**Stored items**

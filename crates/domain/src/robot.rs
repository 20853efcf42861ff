//! Robot: a "digital employee" operating under a category and, optionally,
//! a bound third-party account.

use serde::{Deserialize, Serialize};

use crate::error::{RoboDeskError, ValidationError};
use crate::id::RobotId;
use crate::time::{self, Timestamp};

/// Operational status shown on the robot card.
#[derive(Debug, Clone, Copy, PartialEq, Eq, Default, Serialize, Deserialize)]
#[serde(rename_all = "lowercase")]
pub enum RobotStatus {
    Running,
    #[default]
    Idle,
    Offline,
}

impl std::fmt::Display for RobotStatus {
    fn fmt(&self, f: &mut std::fmt::Formatter<'_>) -> std::fmt::Result {
        match self {
            Self::Running => f.write_str("running"),
            Self::Idle => f.write_str("idle"),
            Self::Offline => f.write_str("offline"),
        }
    }
}

/// Third-party account a robot works through (e.g. a shop's support inbox).
#[derive(Debug, Clone, PartialEq, Eq, Serialize, Deserialize)]
pub struct BoundAccount {
    pub platform: String,
    pub account_name: String,
    pub bound_at: Timestamp,
}

/// A managed digital employee.
#[derive(Debug, Clone, Serialize, Deserialize)]
pub struct Robot {
    pub id: RobotId,
    pub name: String,
    /// Category key selecting the condition/action catalog, e.g. `"customer_service"`.
    pub category: String,
    pub status: RobotStatus,
    pub description: String,
    pub bound_account: Option<BoundAccount>,
    pub created_at: Timestamp,
}

impl Robot {
    /// Create a builder for constructing a [`Robot`].
    #[must_use]
    pub fn builder() -> RobotBuilder {
        RobotBuilder::default()
    }

    /// Check domain invariants.
    ///
    /// # Errors
    ///
    /// Returns [`RoboDeskError::Validation`] when `name` or `category` is empty.
    pub fn validate(&self) -> Result<(), RoboDeskError> {
        if self.name.trim().is_empty() {
            return Err(ValidationError::EmptyName.into());
        }
        if self.category.trim().is_empty() {
            return Err(ValidationError::EmptyCategory.into());
        }
        Ok(())
    }

    /// Detach the bound account, returning it.
    ///
    /// # Errors
    ///
    /// Returns [`ValidationError::NoBoundAccount`] when nothing is bound.
    pub fn unbind(&mut self) -> Result<BoundAccount, RoboDeskError> {
        self.bound_account
            .take()
            .ok_or_else(|| ValidationError::NoBoundAccount.into())
    }
}

/// Step-by-step builder for [`Robot`].
#[derive(Debug, Default)]
pub struct RobotBuilder {
    id: Option<RobotId>,
    name: Option<String>,
    category: Option<String>,
    status: Option<RobotStatus>,
    description: Option<String>,
    bound_account: Option<BoundAccount>,
    created_at: Option<Timestamp>,
}

impl RobotBuilder {
    #[must_use]
    pub fn id(mut self, id: RobotId) -> Self {
        self.id = Some(id);
        self
    }

    #[must_use]
    pub fn name(mut self, name: impl Into<String>) -> Self {
        self.name = Some(name.into());
        self
    }

    #[must_use]
    pub fn category(mut self, category: impl Into<String>) -> Self {
        self.category = Some(category.into());
        self
    }

    #[must_use]
    pub fn status(mut self, status: RobotStatus) -> Self {
        self.status = Some(status);
        self
    }

    #[must_use]
    pub fn description(mut self, description: impl Into<String>) -> Self {
        self.description = Some(description.into());
        self
    }

    /// Bind an account at the current time.
    #[must_use]
    pub fn bound_account(
        mut self,
        platform: impl Into<String>,
        account_name: impl Into<String>,
    ) -> Self {
        self.bound_account = Some(BoundAccount {
            platform: platform.into(),
            account_name: account_name.into(),
            bound_at: time::now(),
        });
        self
    }

    #[must_use]
    pub fn created_at(mut self, ts: Timestamp) -> Self {
        self.created_at = Some(ts);
        self
    }

    /// Consume the builder, validate, and return a [`Robot`].
    ///
    /// # Errors
    ///
    /// Returns [`RoboDeskError::Validation`] if `name` or `category` is missing or empty.
    pub fn build(self) -> Result<Robot, RoboDeskError> {
        let robot = Robot {
            id: self.id.unwrap_or_default(),
            name: self.name.unwrap_or_default(),
            category: self.category.unwrap_or_default(),
            status: self.status.unwrap_or_default(),
            description: self.description.unwrap_or_default(),
            bound_account: self.bound_account,
            created_at: self.created_at.unwrap_or_else(time::now),
        };
        robot.validate()?;
        Ok(robot)
    }
}

#[cfg(test)]
mod tests {
    use super::*;

    fn valid_robot() -> Robot {
        Robot::builder()
            .name("Aria")
            .category("customer_service")
            .build()
            .unwrap()
    }

    #[test]
    fn should_build_valid_robot_when_name_and_category_provided() {
        let robot = valid_robot();
        assert_eq!(robot.name, "Aria");
        assert_eq!(robot.status, RobotStatus::Idle);
        assert!(robot.bound_account.is_none());
    }

    #[test]
    fn should_return_validation_error_when_name_is_empty() {
        let result = Robot::builder().category("customer_service").build();
        assert!(matches!(
            result,
            Err(RoboDeskError::Validation(ValidationError::EmptyName))
        ));
    }

    #[test]
    fn should_return_validation_error_when_category_is_blank() {
        let result = Robot::builder().name("Aria").category("  ").build();
        assert!(matches!(
            result,
            Err(RoboDeskError::Validation(ValidationError::EmptyCategory))
        ));
    }

    #[test]
    fn should_return_account_when_unbinding_bound_robot() {
        let mut robot = Robot::builder()
            .name("Aria")
            .category("customer_service")
            .bound_account("wecom", "support@shop")
            .build()
            .unwrap();

        let account = robot.unbind().unwrap();
        assert_eq!(account.account_name, "support@shop");
        assert!(robot.bound_account.is_none());
    }

    #[test]
    fn should_reject_unbind_when_no_account_bound() {
        let mut robot = valid_robot();
        assert!(matches!(
            robot.unbind(),
            Err(RoboDeskError::Validation(ValidationError::NoBoundAccount))
        ));
    }

    #[test]
    fn should_serialize_status_lowercase() {
        let json = serde_json::to_string(&RobotStatus::Running).unwrap();
        assert_eq!(json, "\"running\"");
    }
}
use leptos::prelude::*;
use leptos_router::components::A;

/// Shown when no route matches.
#[component]
pub fn NotFound() -> impl IntoView {
    view! {
        <div class="not-found">
            <h1>"Nothing here"</h1>
            <p>"This address does not belong to any page of the dashboard."</p>
            <p><A href="/">"Back to the robot list"</A></p>
        </div>
    }
}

**What the exercise asks**
For this exercise, output all the data exactly as shown above.

**Task solution**
filename crates/domain/src/robot.rs
repository 20853efcf42861ff
//! Robot: a "digital employee" operating under a category and, optionally,
//! a bound third-party account.

use serde::{Deserialize, Serialize};

use crate::error::{RoboDeskError, ValidationError};
use crate::id::RobotId;
use crate::time::{self, Timestamp};

/// Operational status shown on the robot card.
#[derive(Debug, Clone, Copy, PartialEq, Eq, Default, Serialize, Deserialize)]
#[serde(rename_all = "lowercase")]
pub enum RobotStatus {
    Running,
    #[default]
    Idle,
    Offline,
}

impl std::fmt::Display for RobotStatus {
    fn fmt(&self, f: &mut std::fmt::Formatter<'_>) -> std::fmt::Result {
        match self {
            Self::Running => f.write_str("running"),
            Self::Idle => f.write_str("idle"),
            Self::Offline => f.write_str("offline"),
        }
    }
}

/// Third-party account a robot works through (e.g. a shop's support inbox).
#[derive(Debug, Clone, PartialEq, Eq, Serialize, Deserialize)]
pub struct BoundAccount {
    pub platform: String,
    pub account_name: String,
    pub bound_at: Timestamp,
}

/// A managed digital employee.
#[derive(Debug, Clone, Serialize, Deserialize)]
pub struct Robot {
    pub id: RobotId,
    pub name: String,
    /// Category key selecting the condition/action catalog, e.g. `"customer_service"`.
    pub category: String,
    pub status: RobotStatus,
    pub description: String,
    pub bound_account: Option<BoundAccount>,
    pub created_at: Timestamp,
}

impl Robot {
    /// Create a builder for constructing a [`Robot`].
    #[must_use]
    pub fn builder() -> RobotBuilder {
        RobotBuilder::default()
    }

    /// Check domain invariants.
    ///
    /// # Errors
    ///
    /// Returns [`RoboDeskError::Validation`] when `name` or `category` is empty.
    pub fn validate(&self) -> Result<(), RoboDeskError> {
        if self.name.trim().is_empty() {
            return Err(ValidationError::EmptyName.into());
        }
        if self.category.trim().is_empty() {
            return Err(ValidationError::EmptyCategory.into());
        }
        Ok(())
    }

    /// Detach the bound account, returning it.
    ///
    /// # Errors
    ///
    /// Returns [`ValidationError::NoBoundAccount`] when nothing is bound.
    pub fn unbind(&mut self) -> Result<BoundAccount, RoboDeskError> {
        self.bound_account
            .take()
            .ok_or_else(|| ValidationError::NoBoundAccount.into())
    }
}

/// Step-by-step builder for [`Robot`].
#[derive(Debug, Default)]
pub struct RobotBuilder {
    id: Option<RobotId>,
    name: Option<String>,
    category: Option<String>,
    status: Option<RobotStatus>,
    description: Option<String>,
    bound_account: Option<BoundAccount>,
    created_at: Option<Timestamp>,
}

impl RobotBuilder {
    #[must_use]
    pub fn id(mut self, id: RobotId) -> Self {
        self.id = Some(id);
        self
    }

    #[must_use]
    pub fn name(mut self, name: impl Into<String>) -> Self {
        self.name = Some(name.into());
        self
    }

    #[must_use]
    pub fn category(mut self, category: impl Into<String>) -> Self {
        self.category = Some(category.into());
        self
    }

    #[must_use]
    pub fn status(mut self, status: RobotStatus) -> Self {
        self.status = Some(status);
        self
    }

    #[must_use]
    pub fn description(mut self, description: impl Into<String>) -> Self {
        self.description = Some(description.into());
        self
    }

    /// Bind an account at the current time.
    #[must_use]
    pub fn bound_account(
        mut self,
        platform: impl Into<String>,
        account_name: impl Into<String>,
    ) -> Self {
        self.bound_account = Some(BoundAccount {
            platform: platform.into(),
            account_name: account_name.into(),
            bound_at: time::now(),
        });
        self
    }

    #[must_use]
    pub fn created_at(mut self, ts: Timestamp) -> Self {
        self.created_at = Some(ts);
        self
    }

    /// Consume the builder, validate, and return a [`Robot`].
    ///
    /// # Errors
    ///
    /// Returns [`RoboDeskError::Validation`] if `name` or `category` is missing or empty.
    pub fn build(self) -> Result<Robot, RoboDeskError> {
        let robot = Robot {
            id: self.id.unwrap_or_default(),
            name: self.name.unwrap_or_default(),
            category: self.category.unwrap_or_default(),
            status: self.status.unwrap_or_default(),
            description: self.description.unwrap_or_default(),
            bound_account: self.bound_account,
            created_at: self.created_at.unwrap_or_else(time::now),
        };
        robot.validate()?;
        Ok(robot)
    }
}

#[cfg(test)]
mod tests {
    use super::*;

    fn valid_robot() -> Robot {
        Robot::builder()
            .name("Aria")
            .category("customer_service")
            .build()
            .unwrap()
    }

    #[test]
    fn should_build_valid_robot_when_name_and_category_provided() {
        let robot = valid_robot();
        assert_eq!(robot.name, "Aria");
        assert_eq!(robot.status, RobotStatus::Idle);
        assert!(robot.bound_account.is_none());
    }

    #[test]
    fn should_return_validation_error_when_name_is_empty() {
        let result = Robot::builder().category("customer_service").build();
        assert!(matches!(
            result,
            Err(RoboDeskError::Validation(ValidationError::EmptyName))
        ));
    }

    #[test]
    fn should_return_validation_error_when_category_is_blank() {
        let result = Robot::builder().name("Aria").category("  ").build();
        assert!(matches!(
            result,
            Err(RoboDeskError::Validation(ValidationError::EmptyCategory))
        ));
    }

    #[test]
    fn should_return_account_when_unbinding_bound_robot() {
        let mut robot = Robot::builder()
            .name("Aria")
            .category("customer_service")
            .bound_account("wecom", "support@shop")
            .build()
            .unwrap();

        let account = robot.unbind().unwrap();
        assert_eq!(account.account_name, "support@shop");
        assert!(robot.bound_account.is_none());
    }

    #[test]
    fn should_reject_unbind_when_no_account_bound() {
        let mut robot = valid_robot();
        assert!(matches!(
            robot.unbind(),
            Err(RoboDeskError::Validation(ValidationError::NoBoundAccount))
        ));
    }

    #[test]
    fn should_serialize_status_lowercase() {
        let json = serde_json::to_string(&RobotStatus::Running).unwrap();
        assert_eq!(json, "\"running\"");
    }
}
use leptos::prelude::*;
use leptos_router::components::A;

/// Shown when no route matches.
#[component]
pub fn NotFound() -> impl IntoView {
    view! {
        <div class="not-found">
            <h1>"Nothing here"</h1>
            <p>"This address does not belong to any page of the dashboard."</p>
            <p><A href="/">"Back to the robot list"</A></p>
        </div>
    }
}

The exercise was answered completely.